VI editor (move, delete, copy, paste)


Moving between characters:

If we are writing something and missed a word, pressing backspace will erase the characters that we typed. Instead we can use the following in command mode.

The h key,moves the cursor one character left.
The j key, moves the cursor one character down.
The k key, moves the cursor one character up.
The l key, moves the cursor one character right.
(+& key, moves backward by sentence.
)+& key, moves forward by sentence.


Delete:
To delete something we can do the follwing in command mode.

x key, deletes one character. To delete 10 character once, type: 10x
dw, deletes one word. To delete 10 words once, type: 10dw
dd, deletes one line. To delete 10 lines once, type: 10dd


Copy & Paste:

Press yy to copy / yank a line in command mode and use p to paste it in desired postition.

Linux VI editor


The most powerful and most used editor in linux/unix is vi. In a Unix like operating system you can start with vi <filename>
example: vi test
It will create a file, named test. 

To save the file:
Press esc key and type :q
It wil create a empty file in linux. 

Keep in mind that vi editor has two modes: command mode and insert mode.

To edit a file:
vi test (enters command mode)
press i or insert button (Insert Mode) and start typing.

After editing save with the changes:
Press esc and then 
:wq (write and quit)   or
:x      or
:wq!     or
:x!       or
:ZZ

Now check the file in current directory "ls test". You can check the contents through "cat test" or "more test".

Linux Beginner Part-7 (Piping and Redirection)

Piping:

The pipe character, “|”, is used to chain two or more commands together. The output of the first command is “piped” into the next program, and if there is a second pipe, the output is sent to the third program, etc.  For example:

ls -la /usr/bin | less

In this example, we run the command “ls -la /usr/bin”, which gives us a long listing of all of the files in /usr/bin. Because the output of this command is typically very long, we pipe the output to a program called “less”, which displays the output for us one screen at a time.


Redirection:

Redirection used for different purpose. Sometimes we want to input something in file without editing it with an editor. Example:

echo "this is a test" > test

It will enter the text "this is a test" in the file named test.

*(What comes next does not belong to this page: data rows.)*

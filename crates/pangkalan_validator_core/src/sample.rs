use serde_json::{json, Value};

/// Two-location template that passes every validation rule.
pub fn sample_value() -> Value {
    json!({
        "type": "FeatureCollection",
        "features": [
            {
                "type": "Feature",
                "properties": {
                    "nama_lokasi": "Contoh Terminal Bus",
                    "jenis_lokasi": "Terminal",
                    "jam_ramainya": "06:00 - 10:00 & 16:00 - 20:00",
                    "tingkat_kepadatan": 5,
                    "tingkat_keamanan": 4,
                    "akses_internet": 3,
                    "kenyamanan": 4,
                    "fasilitas": "Tempat duduk, warung, toilet, mushola",
                    "alamat": "Jl. Contoh No.1, Jakarta Pusat"
                },
                "geometry": {
                    "type": "Point",
                    "coordinates": [106.8456, -6.2088]
                }
            },
            {
                "type": "Feature",
                "properties": {
                    "nama_lokasi": "Contoh Minimarket",
                    "jenis_lokasi": "Minimarket",
                    "jam_ramainya": "07:00 - 09:00 & 17:00 - 19:00",
                    "tingkat_kepadatan": 3,
                    "tingkat_keamanan": 4,
                    "akses_internet": 4,
                    "kenyamanan": 3,
                    "fasilitas": "Tempat duduk, ATM",
                    "alamat": "Jl. Contoh No.2, Jakarta Selatan"
                },
                "geometry": {
                    "type": "Point",
                    "coordinates": [106.82, -6.25]
                }
            }
        ]
    })
}

/// The sample document pretty-printed with two-space indentation, ready
/// to be offered as a download.
pub fn generate_sample() -> String {
    // A json! literal of strings and finite numbers always serializes.
    serde_json::to_string_pretty(&sample_value()).unwrap_or_default()
}
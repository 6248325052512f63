use pangkalan_model::{BoundingBox, MAX_LATITUDE, MAX_LONGITUDE};

use crate::document::{Field, GeometryInput, POINT_TYPE};
use crate::rules::FeatureLabel;
use crate::{region_bounds, NoticeContainer};

const CODE_MISSING_GEOMETRY: &str = "missing_geometry";
const CODE_INVALID_GEOMETRY_TYPE: &str = "invalid_geometry_type";
const CODE_INVALID_COORDINATES: &str = "invalid_coordinates";
const CODE_COORDINATE_COUNT_MISMATCH: &str = "coordinate_count_mismatch";
const CODE_INVALID_LONGITUDE: &str = "invalid_longitude";
const CODE_LONGITUDE_OUT_OF_RANGE: &str = "longitude_out_of_range";
const CODE_INVALID_LATITUDE: &str = "invalid_latitude";
const CODE_LATITUDE_OUT_OF_RANGE: &str = "latitude_out_of_range";
const CODE_OUTSIDE_REGION: &str = "coordinates_outside_region";

const GEOMETRY_FIELD: &str = "geometry";
const COORDINATES_FIELD: &str = "coordinates";

/// Checks a single point geometry. Shape problems stop at the first
/// failure; once there are two coordinates, both axes are always checked.
pub fn validate_geometry(
    geometry: &Field<GeometryInput>,
    label: FeatureLabel,
    notices: &mut NoticeContainer,
) {
    let geometry = match geometry {
        Field::Missing | Field::Null => {
            notices.push(label.error(
                CODE_MISSING_GEOMETRY,
                Some(GEOMETRY_FIELD),
                "geometry must not be empty",
            ));
            return;
        }
        Field::Invalid(_) => {
            notices.push(invalid_type(label));
            return;
        }
        Field::Present(geometry) => geometry,
    };

    if geometry.kind.present().map(String::as_str) != Some(POINT_TYPE) {
        notices.push(invalid_type(label));
        return;
    }

    let Some(coordinates) = geometry.coordinates.present() else {
        notices.push(label.error(
            CODE_INVALID_COORDINATES,
            Some(COORDINATES_FIELD),
            "coordinates must be an array",
        ));
        return;
    };

    let [lng, lat] = coordinates.as_slice() else {
        notices.push(
            label
                .error(
                    CODE_COORDINATE_COUNT_MISMATCH,
                    Some(COORDINATES_FIELD),
                    "coordinates must contain 2 elements [longitude, latitude]",
                )
                .with_context_field("count", coordinates.len()),
        );
        return;
    };

    let lng = check_axis(lng, Axis::Longitude, label, notices);
    let lat = check_axis(lat, Axis::Latitude, label, notices);

    if let (Some(lng), Some(lat), Some(bounds)) = (lng, lat, region_bounds()) {
        if !bounds.contains(lng, lat) {
            notices.push(
                label
                    .error(
                        CODE_OUTSIDE_REGION,
                        Some(COORDINATES_FIELD),
                        format!("coordinates are outside {}", region_name(&bounds)),
                    )
                    .with_context_field("longitude", lng)
                    .with_context_field("latitude", lat),
            );
        }
    }
}

fn invalid_type(label: FeatureLabel) -> crate::ValidationNotice {
    label.error(
        CODE_INVALID_GEOMETRY_TYPE,
        Some(GEOMETRY_FIELD),
        format!("geometry type must be '{}'", POINT_TYPE),
    )
}

fn region_name(bounds: &BoundingBox) -> String {
    if *bounds == BoundingBox::INDONESIA {
        "the Indonesia region".to_string()
    } else {
        format!(
            "the allowed region (longitude {} to {}, latitude {} to {})",
            bounds.min_lng, bounds.max_lng, bounds.min_lat, bounds.max_lat
        )
    }
}

#[derive(Clone, Copy)]
enum Axis {
    Longitude,
    Latitude,
}

impl Axis {
    fn name(self) -> &'static str {
        match self {
            Axis::Longitude => "longitude",
            Axis::Latitude => "latitude",
        }
    }

    fn limit(self) -> f64 {
        match self {
            Axis::Longitude => MAX_LONGITUDE,
            Axis::Latitude => MAX_LATITUDE,
        }
    }
}

/// Returns the value when it is a usable number, even if out of range, so
/// the region check still runs.
fn check_axis(
    value: &Field<f64>,
    axis: Axis,
    label: FeatureLabel,
    notices: &mut NoticeContainer,
) -> Option<f64> {
    let number = value.present().copied().filter(|number| number.is_finite());
    let Some(number) = number else {
        let code = match axis {
            Axis::Longitude => CODE_INVALID_LONGITUDE,
            Axis::Latitude => CODE_INVALID_LATITUDE,
        };
        notices.push(label.error(
            code,
            Some(COORDINATES_FIELD),
            format!("{} must be a number", axis.name()),
        ));
        return None;
    };

    let limit = axis.limit();
    if number < -limit || number > limit {
        let code = match axis {
            Axis::Longitude => CODE_LONGITUDE_OUT_OF_RANGE,
            Axis::Latitude => CODE_LATITUDE_OUT_OF_RANGE,
        };
        notices.push(
            label
                .error(
                    code,
                    Some(COORDINATES_FIELD),
                    format!("{} must be between -{} and {}", axis.name(), limit, limit),
                )
                .with_context_field(axis.name(), number),
        );
    }
    Some(number)
}

#[cfg(test)]
mod tests {
    use super::*;
    use crate::set_region_bounds;
    use serde_json::{json, Map};

    fn point(coordinates: Vec<Field<f64>>) -> Field<GeometryInput> {
        Field::Present(GeometryInput {
            kind: Field::Present("Point".to_string()),
            coordinates: Field::Present(coordinates),
            other: Map::new(),
        })
    }

    fn errors_for(geometry: &Field<GeometryInput>) -> Vec<String> {
        let mut notices = NoticeContainer::new();
        validate_geometry(geometry, FeatureLabel::new(0), &mut notices);
        notices.iter().map(|notice| notice.message.clone()).collect()
    }

    #[test]
    fn accepts_point_on_region_boundary() {
        let geometry = point(vec![Field::Present(141.0), Field::Present(6.0)]);
        assert!(errors_for(&geometry).is_empty());
    }

    #[test]
    fn rejects_point_just_outside_region() {
        let geometry = point(vec![Field::Present(141.1), Field::Present(0.0)]);
        assert_eq!(
            errors_for(&geometry),
            vec!["Feature 1: coordinates are outside the Indonesia region"]
        );
    }

    #[test]
    fn missing_geometry_is_an_error() {
        assert_eq!(
            errors_for(&Field::Missing),
            vec!["Feature 1: geometry must not be empty"]
        );
        assert_eq!(
            errors_for(&Field::Null),
            vec!["Feature 1: geometry must not be empty"]
        );
    }

    #[test]
    fn non_point_geometry_is_rejected() {
        let geometry = Field::Present(GeometryInput {
            kind: Field::Present("LineString".to_string()),
            coordinates: Field::Missing,
            other: Map::new(),
        });
        assert_eq!(
            errors_for(&geometry),
            vec!["Feature 1: geometry type must be 'Point'"]
        );
        assert_eq!(
            errors_for(&Field::Invalid(json!("point"))),
            vec!["Feature 1: geometry type must be 'Point'"]
        );
    }

    #[test]
    fn coordinates_must_be_a_pair() {
        let geometry = Field::Present(GeometryInput {
            kind: Field::Present("Point".to_string()),
            coordinates: Field::Invalid(json!("106,-6")),
            other: Map::new(),
        });
        assert_eq!(
            errors_for(&geometry),
            vec!["Feature 1: coordinates must be an array"]
        );

        let triple = point(vec![
            Field::Present(106.0),
            Field::Present(-6.0),
            Field::Present(10.0),
        ]);
        assert_eq!(
            errors_for(&triple),
            vec!["Feature 1: coordinates must contain 2 elements [longitude, latitude]"]
        );
    }

    #[test]
    fn non_numeric_axis_skips_region_check() {
        let geometry = point(vec![Field::Invalid(json!("106")), Field::Present(50.0)]);
        assert_eq!(
            errors_for(&geometry),
            vec!["Feature 1: longitude must be a number"]
        );
    }

    #[test]
    fn out_of_range_axis_also_fails_region_check() {
        let geometry = point(vec![Field::Present(200.0), Field::Present(-95.0)]);
        assert_eq!(
            errors_for(&geometry),
            vec![
                "Feature 1: longitude must be between -180 and 180",
                "Feature 1: latitude must be between -90 and 90",
                "Feature 1: coordinates are outside the Indonesia region",
            ]
        );
    }

    #[test]
    fn region_check_can_be_disabled() {
        let _guard = set_region_bounds(None);
        let geometry = point(vec![Field::Present(2.35), Field::Present(48.85)]);
        assert!(errors_for(&geometry).is_empty());
    }
}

Sometimes we need to save the output of a command to a file without showing it in the display. Example:
grep "status=sent" /var/log/mail.log > /tmp/log
It will save the output of the command in the file, named log.

Monday, February 13, 2012

Linux Beginner Part-6 (Informational Commands)


Linux Informational Commands

ps                  Lists currently running process (programs).

w                  Show who is logged on and what they are doing.

df                  Report filesystem disk space usage (“Disk Free” is how I remember it)
Example: df -h

du                  Disk Usage in a particular directory. “du -s” provides a summary for the current directory. Example: du -m

top                  Displays CPU processes in a full-screen GUI. A great way to see the activity on your computer in real-time.  Type “Q” to quit.

free         Displays amount of free and used memory in the system. Example: free -m

cat /proc/cpuinfo Displays information about your CPU.

cat /proc/meminfo Display lots of information about current memory usage.

uname -a         Prints system information to the screen (kernel version, machine type,
etc.)

Linux Beginner Part-5 (Finding Tools)


Finding things in Linux:

which Shows the full path of shell commands found in your path. For example, if you want to know exactly where the “grep” command is located on the file system, you can type “which grep”. The output should be something like: /bin/grep


whereis        Locates the program, source code, and manual page for a command (if all information is available). For example, to find out where “ls” and its man page are, type: “whereis ls”  The output will look something like:

ls: /bin/ls /usr/share/man/man1/ls.1.gz


locate A quick way to search for files anywhere on the filesystem. For example, you can find all files and directories that contain the name “mozilla” by typing:

locate mozilla
If you find "command no found" message in debian, you have to install locate by following process. "apt-get install locate" then run "updatedb".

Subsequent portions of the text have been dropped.